Theremin Thursday - origin story and progress to date
[edit 27 Jun 24]
Since this old post has been shared recently and is receiving some views (thank you for visiting) I'd like to say upfront that the project below has since developed into e-ther, the e-theremin, and then developed futher into a version 2. You can find its homepage / demo videos here: https://peacockmedia.software/e-ther/
[original post continues....]
This project began sometime last year because I wanted a theremin to play around with (the instrument you play with gestures). I very nearly sprang for an Open Theremin kit, but thought I might be able to make myself something that worked well for much less.
Cheaper kits use light-sensing components, which work optically but not optimally and are affected by ambient light.
I thought that there must be sensors that can read distance accurately - and there are. These lidar sensors are allegedly millimetre-accurate and aren't significantly affected by ambient light. I'm using ones with a 50cm sensing distance.

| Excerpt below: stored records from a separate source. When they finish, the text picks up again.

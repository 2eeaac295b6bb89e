//! FFmpeg execution adapter
//!
//! Implements the [`Encoder`] port with the `ffmpeg` and `ffprobe` command
//! line tools. Every child process is killed when its future is dropped, so
//! timeouts and cancellation never leave an encoder running.

use std::collections::VecDeque;
use std::path::Path;
use std::process::Stdio;
use std::time::Duration;

use async_trait::async_trait;
use serde::Deserialize;
use tokio::io::{AsyncBufReadExt, BufReader};
use tokio::process::Command;
use tracing::{debug, trace};

use crate::config::EncoderSettings;
use crate::domain::model::{MediaProbe, StreamInfo, StreamKind};
use crate::engine::progress::CancelToken;
use crate::error::{CutlistError, CutlistResult};
use crate::ports::{Encoder, ProcessOutcome, TimeCallback, TimeWindow};

/// Diagnostic lines kept from a failed run
const STDERR_TAIL_LINES: usize = 20;
const PROBE_TIMEOUT: Duration = Duration::from_secs(30);

/// `ffmpeg`/`ffprobe` backed encoder
#[derive(Debug, Clone)]
pub struct FfmpegEncoder {
    ffmpeg: String,
    ffprobe: String,
}

impl FfmpegEncoder {
    pub fn new(settings: &EncoderSettings) -> Self {
        Self {
            ffmpeg: settings.ffmpeg_path.clone(),
            ffprobe: settings.ffprobe_path.clone(),
        }
    }

    /// Run ffprobe and return its stdout
    async fn ffprobe(&self, args: &[String]) -> CutlistResult<Vec<u8>> {
        trace!("{} {}", self.ffprobe, args.join(" "));
        let output = Command::new(&self.ffprobe)
            .args(args)
            .stdin(Stdio::null())
            .kill_on_drop(true)
            .output();

        let output = tokio::time::timeout(PROBE_TIMEOUT, output)
            .await
            .map_err(|_| CutlistError::probe(format!("{} timed out", self.ffprobe)))?
            .map_err(|e| CutlistError::probe(format!("could not start {}: {}", self.ffprobe, e)))?;

        if !output.status.success() {
            let stderr = String::from_utf8_lossy(&output.stderr);
            return Err(CutlistError::probe(format!(
                "{} exited with {}: {}",
                self.ffprobe,
                output.status,
                stderr.trim()
            )));
        }
        Ok(output.stdout)
    }
}

#[async_trait]
impl Encoder for FfmpegEncoder {
    async fn probe(&self, path: &Path) -> CutlistResult<MediaProbe> {
        let args = vec![
            "-v".to_string(),
            "error".to_string(),
            "-print_format".to_string(),
            "json".to_string(),
            "-show_format".to_string(),
            "-show_streams".to_string(),
            path.to_string_lossy().into_owned(),
        ];
        let stdout = self.ffprobe(&args).await?;
        parse_probe(path, &stdout)
    }

    async fn run(
        &self,
        args: &[String],
        cancel: &CancelToken,
        on_time: TimeCallback<'_>,
    ) -> CutlistResult<ProcessOutcome> {
        let mut child = Command::new(&self.ffmpeg)
            .args(args)
            .stdin(Stdio::null())
            .stdout(Stdio::null())
            .stderr(Stdio::piped())
            .kill_on_drop(true)
            .spawn()
            .map_err(|e| CutlistError::encode("spawn", format!("could not start {}: {}", self.ffmpeg, e)))?;

        let stderr = child
            .stderr
            .take()
            .ok_or_else(|| CutlistError::encode("spawn", "stderr was not captured"))?;

        let work = async move {
            let mut reader = BufReader::new(stderr);
            let mut tail: VecDeque<String> = VecDeque::with_capacity(STDERR_TAIL_LINES);
            let mut chunk = Vec::new();

            // Progress lines end in '\r', diagnostics in '\n'
            loop {
                chunk.clear();
                match reader.read_until(b'\r', &mut chunk).await {
                    Ok(0) | Err(_) => break,
                    Ok(_) => {}
                }
                for line in String::from_utf8_lossy(&chunk).split(|c: char| c == '\r' || c == '\n') {
                    let line = line.trim();
                    if line.is_empty() {
                        continue;
                    }
                    if let Some(seconds) = parse_progress_time(line) {
                        on_time(seconds);
                        continue;
                    }
                    if tail.len() == STDERR_TAIL_LINES {
                        tail.pop_front();
                    }
                    tail.push_back(line.to_string());
                }
            }

            let status = child.wait().await;
            (status, tail)
        };

        tokio::select! {
            _ = cancel.cancelled() => {
                debug!("Cancelled, stopping {}", self.ffmpeg);
                Err(CutlistError::Cancelled)
            }
            (status, tail) = work => {
                let status = status?;
                let stderr = Vec::from(tail).join("\n");
                Ok(ProcessOutcome {
                    success: status.success(),
                    exit_code: status.code(),
                    stderr,
                })
            }
        }
    }

    async fn find_keyframes(&self, path: &Path, window: TimeWindow) -> CutlistResult<Vec<f64>> {
        let args = vec![
            "-v".to_string(),
            "error".to_string(),
            "-select_streams".to_string(),
            "v:0".to_string(),
            "-read_intervals".to_string(),
            format!("{:.3}%{:.3}", window.start, window.end),
            "-show_entries".to_string(),
            "packet=pts_time,flags".to_string(),
            "-of".to_string(),
            "json".to_string(),
            path.to_string_lossy().into_owned(),
        ];
        let stdout = self.ffprobe(&args).await?;
        parse_keyframes(&stdout, window)
    }
}

#[derive(Debug, Deserialize)]
struct ProbeOutput {
    #[serde(default)]
    streams: Vec<ProbeStream>,
    format: Option<ProbeFormat>,
}

#[derive(Debug, Deserialize)]
struct ProbeFormat {
    duration: Option<String>,
}

#[derive(Debug, Deserialize)]
struct ProbeStream {
    index: usize,
    codec_type: Option<String>,
    codec_name: Option<String>,
    width: Option<u32>,
    height: Option<u32>,
    sample_rate: Option<String>,
    duration: Option<String>,
}

#[derive(Debug, Deserialize)]
struct PacketOutput {
    #[serde(default)]
    packets: Vec<Packet>,
}

#[derive(Debug, Deserialize)]
struct Packet {
    pts_time: Option<String>,
    flags: Option<String>,
}

/// Build a [`MediaProbe`] from `ffprobe -print_format json` output
pub fn parse_probe(path: &Path, json: &[u8]) -> CutlistResult<MediaProbe> {
    let output: ProbeOutput = serde_json::from_slice(json)
        .map_err(|e| CutlistError::probe(format!("unreadable ffprobe output for {}: {}", path.display(), e)))?;

    let streams: Vec<StreamInfo> = output
        .streams
        .iter()
        .map(|stream| StreamInfo {
            index: stream.index,
            kind: match stream.codec_type.as_deref() {
                Some("video") => StreamKind::Video,
                Some("audio") => StreamKind::Audio,
                Some("subtitle") => StreamKind::Subtitle,
                _ => StreamKind::Data,
            },
            codec: stream.codec_name.clone().unwrap_or_default(),
            width: stream.width,
            height: stream.height,
            sample_rate: stream.sample_rate.as_deref().and_then(|rate| rate.parse().ok()),
        })
        .collect();

    let duration = output
        .format
        .and_then(|format| format.duration)
        .or_else(|| output.streams.iter().find_map(|stream| stream.duration.clone()))
        .and_then(|duration| duration.parse::<f64>().ok())
        .ok_or_else(|| CutlistError::probe(format!("{} has no duration", path.display())))?;

    Ok(MediaProbe {
        path: path.to_path_buf(),
        duration,
        streams,
    })
}

/// Keyframe timestamps inside `window` from a packet listing
pub fn parse_keyframes(json: &[u8], window: TimeWindow) -> CutlistResult<Vec<f64>> {
    let output: PacketOutput = serde_json::from_slice(json)
        .map_err(|e| CutlistError::probe(format!("unreadable packet listing: {}", e)))?;

    let mut keyframes: Vec<f64> = output
        .packets
        .iter()
        .filter(|packet| packet.flags.as_deref().map_or(false, |flags| flags.contains('K')))
        .filter_map(|packet| packet.pts_time.as_deref()?.parse::<f64>().ok())
        .filter(|time| *time >= window.start && *time <= window.end)
        .collect();
    keyframes.sort_by(f64::total_cmp);
    keyframes.dedup();
    Ok(keyframes)
}

/// Seconds written so far, from a `time=HH:MM:SS.xx` progress line
pub fn parse_progress_time(line: &str) -> Option<f64> {
    let value = line.split("time=").nth(1)?.split_whitespace().next()?;
    let mut seconds = 0.0;
    for part in value.split(':') {
        seconds = seconds * 60.0 + part.parse::<f64>().ok()?;
    }
    (seconds >= 0.0).then_some(seconds)
}

#[cfg(test)]
mod tests {
    use super::*;

    #[test]
    fn test_parse_progress_time() {
        let line = "frame=  150 fps= 30 q=28.0 size=    1024kB time=00:01:05.50 bitrate= 200.0kbits/s speed=1.50x";
        assert_eq!(parse_progress_time(line), Some(65.5));
        assert_eq!(parse_progress_time("time=N/A bitrate=N/A"), None);
        assert_eq!(parse_progress_time("Input #0, mov,mp4"), None);
    }

    #[test]
    fn test_parse_probe() {
        let json = br#"{
            "streams": [
                {"index": 0, "codec_type": "video", "codec_name": "h264", "width": 1920, "height": 1080},
                {"index": 1, "codec_type": "audio", "codec_name": "aac", "sample_rate": "48000"}
            ],
            "format": {"duration": "100.040000"}
        }"#;
        let probe = parse_probe(Path::new("a.mp4"), json).unwrap();
        assert_eq!(probe.duration, 100.04);
        assert_eq!(probe.video_codec(), Some("h264"));
        assert!(probe.has_audio());
        assert_eq!(probe.streams[1].sample_rate, Some(48000));
    }

    #[test]
    fn test_parse_probe_without_duration() {
        let json = br#"{"streams": [], "format": {}}"#;
        assert!(matches!(
            parse_probe(Path::new("a.mp4"), json),
            Err(CutlistError::Probe { .. })
        ));
    }

    #[test]
    fn test_parse_keyframes() {
        let json = br#"{"packets": [
            {"pts_time": "4.000000", "flags": "K__"},
            {"pts_time": "4.033000", "flags": "___"},
            {"pts_time": "0.000000", "flags": "K__"},
            {"pts_time": "8.000000", "flags": "K_"},
            {"pts_time": "50.000000", "flags": "K_"}
        ]}"#;
        let window = TimeWindow { start: 0.0, end: 25.0 };
        assert_eq!(parse_keyframes(json, window).unwrap(), vec![0.0, 4.0, 8.0]);
    }
}
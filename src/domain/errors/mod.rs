// Domain errors - Rejections raised by timeline edits

use thiserror::Error;

/// Reasons an edit on the timeline can be rejected
#[derive(Error, Debug, Clone, PartialEq)]
pub enum EditError {
    /// Range start is not before range end
    #[error("Empty range: start ({start:.3}s) must be before end ({end:.3}s)")]
    EmptyRange { start: f64, end: f64 },
    /// Nothing on the timeline to operate on
    #[error("Timeline is empty")]
    EmptyTimeline,
    /// Position lies outside the timeline
    #[error("Position {position:.3}s is outside the timeline (0 - {duration:.3}s)")]
    OutOfBounds { position: f64, duration: f64 },
    /// Paste requested with nothing copied
    #[error("Clipboard is empty")]
    ClipboardEmpty,
    /// Undo stack exhausted
    #[error("Nothing to undo")]
    NothingToUndo,
    /// Redo stack exhausted
    #[error("Nothing to redo")]
    NothingToRedo,
    /// Segment violates end > start or has no source to fall back to
    #[error("Invalid segment: {0}")]
    InvalidSegment(String),
    /// Argument could not be parsed
    #[error("Bad arguments: {0}")]
    BadArgs(String),
}
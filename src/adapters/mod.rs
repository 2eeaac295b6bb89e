// Adapters - External system implementations

pub mod exec_ffmpeg;
pub mod project_file;
pub mod toml_config;

// Re-export adapters
pub use exec_ffmpeg::FfmpegEncoder;
pub use toml_config::TomlConfigAdapter;
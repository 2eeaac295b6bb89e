// Domain layer - timeline model, time mapping and the edit decision list

pub mod edl;
pub mod errors;
pub mod mapper;
pub mod model;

And so the project was born. The first few challenges were fun. Although the sensors are very accurate, they are noisy and you have to smooth that. This isn't very difficult and is the same as smoothing out paddles on a commodore computer*. You have to find the sweet spot where you take out the noise without losing too much responsiveness.
I also had to learn about generating audio output. This requires a DAC chip and I had to learn how to send a sine wave, vary the pitch and volume and keep that smooth. Here I'm using a PCM5100A dev board. The other board is a MPR121 capacitive touch chip, my temporary touch pads give octave up/octave down (It currently plays an octave and a half, and I can shift 8 octaves).
The wilderness months
The project then sat on a shelf for a long time. I can identify three problems that made me lose interest. One was a bit of glitchiness that needed working through. Another was that eventually, to build this on a single custom pcb (ie without just plugging together development boards as I'm doing here) will require scary surface-mount work. The third was the MIDI output (I want both audio and MIDI). It worked but it was 'stepped' chromatically. I've since learned how pitch bends work in MIDI and suddenly I could see how to get smooth transitions and produce any frequency. At that point I found the enthusiasm to sit and iron out the glitches and get the thing working as nicely as you see in the video below (yes the playing needs practice and the result a bit painful!) (There is a long intro. The backing track is played using SID voices and the subject of a future post.)
I don't yet have the MIDI fully working, but here I have it sending some note on/off messages and note values.
* you take 9 tenths of the old value and a tenth of the new value. This gives you a 'rolling average'.